Man, the times were really changin' now. Having made half of Bringing It All Back Home with an electric band, Bob Dylan was now firmly committed to a new musical path. The shock and awe he experienced in response to his brief electric set at the Newport Folk Festival in July 1965 only strengthened his resolve. While this electrified journey was new, he chose to follow an old familiar route for inspiration. Since before he was born, Highway 61 had stretched from the Mississippi Delta up to the Canadian border, forming the infamous "crossroads" at Highway 49 in Clarksdale, Mississippi and running north through Minnesota, Dylan's home state. Its legend and mythology had captivated him from an early age, as he acknowledged, "Highway 61, the main thoroughfare of country blues, begins about where I began. I always felt like I'd started on it, always been on it and could go anywhere, even down into the deep Delta country. It was the same road, full of the same contradictions, the same one-horse towns, the same spiritual ancestors...It was my place in the universe, always felt like it was in my blood." No wonder then that he chose this long, winding road to revisit.
Having returned from an exhausting UK tour in May 1965, Dylan was physically and mentally drained. He briefly considered retiring from the music business in disgust. Fortunately, the opening sessions for what would become Highway 61 Revisited turned him around. On July 15th and 16th, he returned to Columbia's Studio A in New York City to record a new composition, "Like a Rolling Stone." Its cascading, image-laden verses acted like a tonic, allowing Dylan to vent his visions and frustrations in one epic, six-minute-plus statement. No matter that it was over twice as long as the usual single of the day. It was such a brilliant, focused distillation of the current cultural zeitgeist that the normal rules didn't apply. The song's opening snare snap was like a cannon shot, brazenly fired over the bow of complacent society, destined to forever change it in ways that even its creator couldn't foresee. How did it feel? If you were one of the Dylan faithful, it felt absolutely great.
Yet, internal company resistance to its lengthy running time and raw, unfettered sound conspired to delay the single's release. The sales and marketing departments were particularly vocal in their disapproval. However, an enterprising employee named Shaun Considine spirited out a demo copy of the song and took it to a New York discotheque named Arthur to give it a test spin for an unbiased audience. The crowd response was immediate and they demanded so many repeat plays that the demo eventually wore out. The next morning, a disc jockey and program director of two of NYC's biggest radio stations called Columbia to demand airplay copies, abruptly ending the internal company boycott. "Like a Rolling Stone" went on to become Dylan's biggest hit to date, peaking at #2 on the Billboard Hot 100, just beneath the Beatles' "Help." Well played, Mr. Considine.

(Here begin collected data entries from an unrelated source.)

//! # procvisor
//!
//! **procvisor** is a single-host supervisor for plain processes, in the
//! spirit of compose tools: a YAML file declares a fleet of shell services and
//! how they relate, and the supervisor launches, sequences, monitors and tears
//! them down.
//!
//! ## Architecture
//! ```text
//!   procvisor.yaml ──► services::load ──► BTreeMap<name, ServiceSpec>
//!                                                │
//!                                                ▼
//! ┌───────────────────────────────────────────────────────────────────┐
//! │  Supervisor                                                       │
//! │  - Registry (ready / running / stopped + permit-to-kill set)      │
//! │  - error loop (first failure cascades, later ones are dropped)    │
//! │  - terminator loop (all stop requests funnel through it)          │
//! │  - Bus + SubscriberSet (events to user subscribers)               │
//! └──────┬──────────────────┬──────────────────┬──────────────────────┘
//!        ▼                  ▼                  ▼
//!   ┌──────────┐       ┌──────────┐       ┌──────────┐
//!   │ Process  │       │ Process  │       │ Process  │   one task each
//!   │  wait ─► run ─► hooks      │  ...  │          │
//!   └────┬─────┘       └──────────┘       └──────────┘
//!        ▼
//!   Interpreter (sh -c, own process group, output → tracing)
//! ```
//!
//! ### Hooks
//! | Hook    | Effect when declared on service `S`                               |
//! |---------|-------------------------------------------------------------------|
//! | `wait`  | `S` starts only after every listed service has stopped            |
//! | `start` | listed services are launched when `S` stops                       |
//! | `stop`  | listed services are terminated when `S` stops                     |
//! | `kill`  | failures of listed services never bring the fleet down            |
//!
//! ### Failure handling
//! A failure of a service that neither sets `ignore_failures` nor appears in
//! some `kill` hook stops the whole fleet. Only the first such failure
//! escalates; the run then ends with [`RuntimeError::Escalated`].
//!
//! ## Example
//! ```rust
//! use procvisor::{HookKind, ServiceSpec, Supervisor, SupervisorConfig};
//!
//! #[tokio::main(flavor = "multi_thread")]
//! async fn main() -> Result<(), Box<dyn std::error::Error>> {
//!     let sup = Supervisor::builder(SupervisorConfig::default())
//!         .with_services([
//!             ServiceSpec::new("prepare", "true"),
//!             ServiceSpec::new("serve", "echo serving").with_hook(HookKind::Wait, ["prepare"]),
//!         ])
//!         .build()
//!         .await?;
//!
//!     sup.run().await?;
//!     assert_eq!(sup.registry().status().await.stopped, vec!["prepare", "serve"]);
//!     Ok(())
//! }
//! ```

pub mod command;
mod config;
mod core;
mod error;
mod events;
pub mod logging;
pub mod services;
mod subscribers;

// ---- Public re-exports ----

pub use command::{Interpreter, ShellInterpreter};
pub use config::SupervisorConfig;
pub use core::{wait_for_shutdown_signal, Process, Registry, Supervisor, SupervisorBuilder};
pub use error::{CommandError, ConfigError, RegistryError, RuntimeError};
pub use events::{Bus, Event, EventKind, Observe, Status, StatusSnapshot};
pub use services::{HookKind, Hooks, ServiceSpec};
pub use subscribers::{Subscribe, SubscriberSet};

As rapturous as that single was, Highway 61 Revisited had much more to offer than just one stellar song. Reflecting the album's title, blues runs as a thread throughout the LP's framework, both in song titles like "Tombstone Blues" and in the unrelenting, charging chord structure of "Like a Buick 6." Speaking of the album title, Dylan had to battle Columbia on that point as well. When he submitted it, they were nonplussed, as he explained: "I wanted to call that album Highway 61 Revisited. Nobody understood it. I had to go up the f**king ladder until finally the word came down and said: 'Let him call it what he wants to call it'." The battles over the title and single, as well as his new electric approach, only seemed to embolden him. In turn, his passion inspired fiery performances from the session musicians, especially in the organ work of Al Kooper and the stinging guitar leads of Mike Bloomfield. On the album's one acoustic cut, the epic "Desolation Row," an impromptu studio visit by Nashville musician Charlie McCoy led to him playing second acoustic guitar with Dylan on the song. This initial meeting would yield major dividends on Dylan's next triumphant album, Blonde on Blonde.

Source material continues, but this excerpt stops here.